Kalesnikoff submitted that the Government ought to be penalized in costs for making “very careless and serious allegations” against Kalesnikoff and the professionals involved in the project, which affected their reputations in the community. Kalesnikoff argued that the malfeasance of the Government in this case constituted the type of “special circumstance” that warrants an order of actual legal costs under the Commission’s Procedure Manual.

The Commission noted that a number of Kalesnikoff’s allegations of malfeasance related to matters that occurred prior to the District Manager’s determinations, and found that it had no jurisdiction to award costs for pre-appeal behaviour.

Kalesnikoff also argued that the Government had changed its theory of the case part way through, thus causing undue delay in the proceedings and prejudice to Kalesnikoff. However, the Commission found that, although neither party put its position squarely before the Commission at the outset of the appeals, the Government’s approach was consistent with the approach adopted by the decision-makers below, and the position it articulated in its Statement of Points did not change at the hearing.

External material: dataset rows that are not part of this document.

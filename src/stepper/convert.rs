//! Conversion between millimeters and step counts.
//!
//! These are the canonical conversions used by planning and homing code. They are not exact
//! inverses of each other.

/// Convert a step count to millimeters, as accurate as `f32` allows.
#[inline]
pub fn steps_to_mm(steps: i32, steps_per_mm: f32) -> f32 {
    steps as f32 / steps_per_mm
}

/// Convert millimeters to a step count, accurate to 1/1000 mm.
///
/// The distance is scaled to thousandths of a millimeter and truncated, multiplied by the
/// integer part of `steps_per_mm`, then divided back down with integer division. Both the
/// scaling and the final division truncate toward zero, so with `steps_per_mm = 100.0`,
/// `1.2345` mm yields `123` steps. Results outside the `i32` range saturate.
#[inline]
pub fn mm_to_steps(mm: f32, steps_per_mm: f32) -> i32 {
    let milli_mm = (mm * 1000.0) as i64;
    let steps = milli_mm.saturating_mul(steps_per_mm as i64) / 1000;
    steps.clamp(i32::MIN as i64, i32::MAX as i64) as i32
}

#[cfg(test)]
mod tests {
    use super::*;

    #[test]
    fn test_mm_to_steps_truncates_twice() {
        assert_eq!(mm_to_steps(1.2345, 100.0), 123);
        assert_eq!(mm_to_steps(1.2399, 100.0), 123);
        assert_eq!(mm_to_steps(0.0099, 100.0), 0);
    }

    #[test]
    fn test_mm_to_steps_uses_integer_steps_per_mm() {
        // 88.9 is used as 88
        assert_eq!(mm_to_steps(100.0, 88.9), 8800);
    }

    #[test]
    fn test_mm_to_steps_negative_truncates_toward_zero() {
        assert_eq!(mm_to_steps(-1.2345, 100.0), -123);
    }

    #[test]
    fn test_mm_to_steps_saturates_far_outside_travel() {
        assert_eq!(mm_to_steps(1e17, 400.0), i32::MAX);
        assert_eq!(mm_to_steps(-1e17, 400.0), i32::MIN);
    }

    #[test]
    fn test_steps_to_mm() {
        assert!((steps_to_mm(60000, 400.0) - 150.0).abs() < 1e-4);
        assert!((steps_to_mm(-8800, 88.0) + 100.0).abs() < 1e-4);
    }
}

Kalesnikoff alleged that the Government had no reasonable evidence in support of its theories and that its defence of the determinations was, therefore, unreasonable. The Commission found that that was not a case where “no evidence” was tendered – rather, it was a case where the Commission had found that the evidence tendered was ultimately not credible and/or was erroneous. There was no indication that the Government had knowingly based its case on unreliable evidence, or unreasonably defended the determinations.

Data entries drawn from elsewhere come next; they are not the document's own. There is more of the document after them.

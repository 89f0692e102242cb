//! # stepper-axes
//!
//! Axis configuration for multi-axis stepper-driven machines.
//!
//! ## Features
//!
//! - **Calibration from storage**: steps per mm, feedrates, lengths and polarity read from a
//!   persisted store, with compiled board defaults for anything unset
//! - **Travel limits**: legal step ranges derived per axis role (centered X/Y, floor-referenced Z,
//!   extruder A/B)
//! - **Canonical conversions**: millimeters to steps accurate to 1/1000 mm, steps to millimeters
//! - **Hard and soft resets**: soft resets keep calibration and absolute positions
//! - **Shared motion state**: atomic, `static`-friendly state for the step interrupt
//! - **no_std compatible**: core library works without standard library
//!
//! ## Quick Start
//!
//! ```rust,ignore
//! use stepper_axes::{Axis, BoardConfig, EepromImage, MotionContext, StepperAxes};
//!
//! static MOTION: MotionContext = MotionContext::new();
//!
//! let eeprom: EepromImage = read_eeprom();
//! let mut axes = StepperAxes::new(BoardConfig::replicator(), ports);
//! axes.initialize(true, &eeprom, &MOTION);
//!
//! let steps = axes.mm_to_steps(10.0, Axis::X);
//! ```
//!
//! ## Feature Flags
//!
//! - `std` (default): Enables file I/O and TOML board descriptions
//! - `defmt`: Enables defmt logging for embedded targets

#![cfg_attr(not(feature = "std"), no_std)]
#![warn(missing_docs)]
#![warn(clippy::all)]
#![deny(unsafe_code)]

#[macro_use]
mod fmt;

// Core modules
pub mod config;
pub mod error;
pub mod motion;
pub mod port;
pub mod stepper;
pub mod storage;

// Re-exports for ergonomic API
pub use config::{validate_board_config, Axis, BoardConfig, TravelLimits, ZHome};
#[cfg(feature = "std")]
pub use config::{load_board_config, parse_board_config};
pub use error::{Error, Result};
pub use motion::MotionContext;
pub use port::{PortIo, Signal};
pub use stepper::{AxisConfig, StepperAxes};
pub use storage::{CalibrationStore, EepromImage};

The Commission confirmed that admissions ought to be made in proceedings where a party has no evidence to refute evidence tendered by the opposing party. However, while the Government failed to make admissions until later in the proceedings, and after unsuccessfully attempting to impeach Kalesnikoff’s evidence through cross-examination, those actions did not cause any prejudice to Kalesnikoff. The Commission also rejected Kalesnikoff’s claim that the Government improperly impugned the professional reputation of Kalesnikoff’s Qualified Registered Professionals during the appeal process.

Therefore, the Commission found that there was no evidence of malfeasance, such that Kalesnikoff should be awarded actual costs. The Commission denied the application for costs.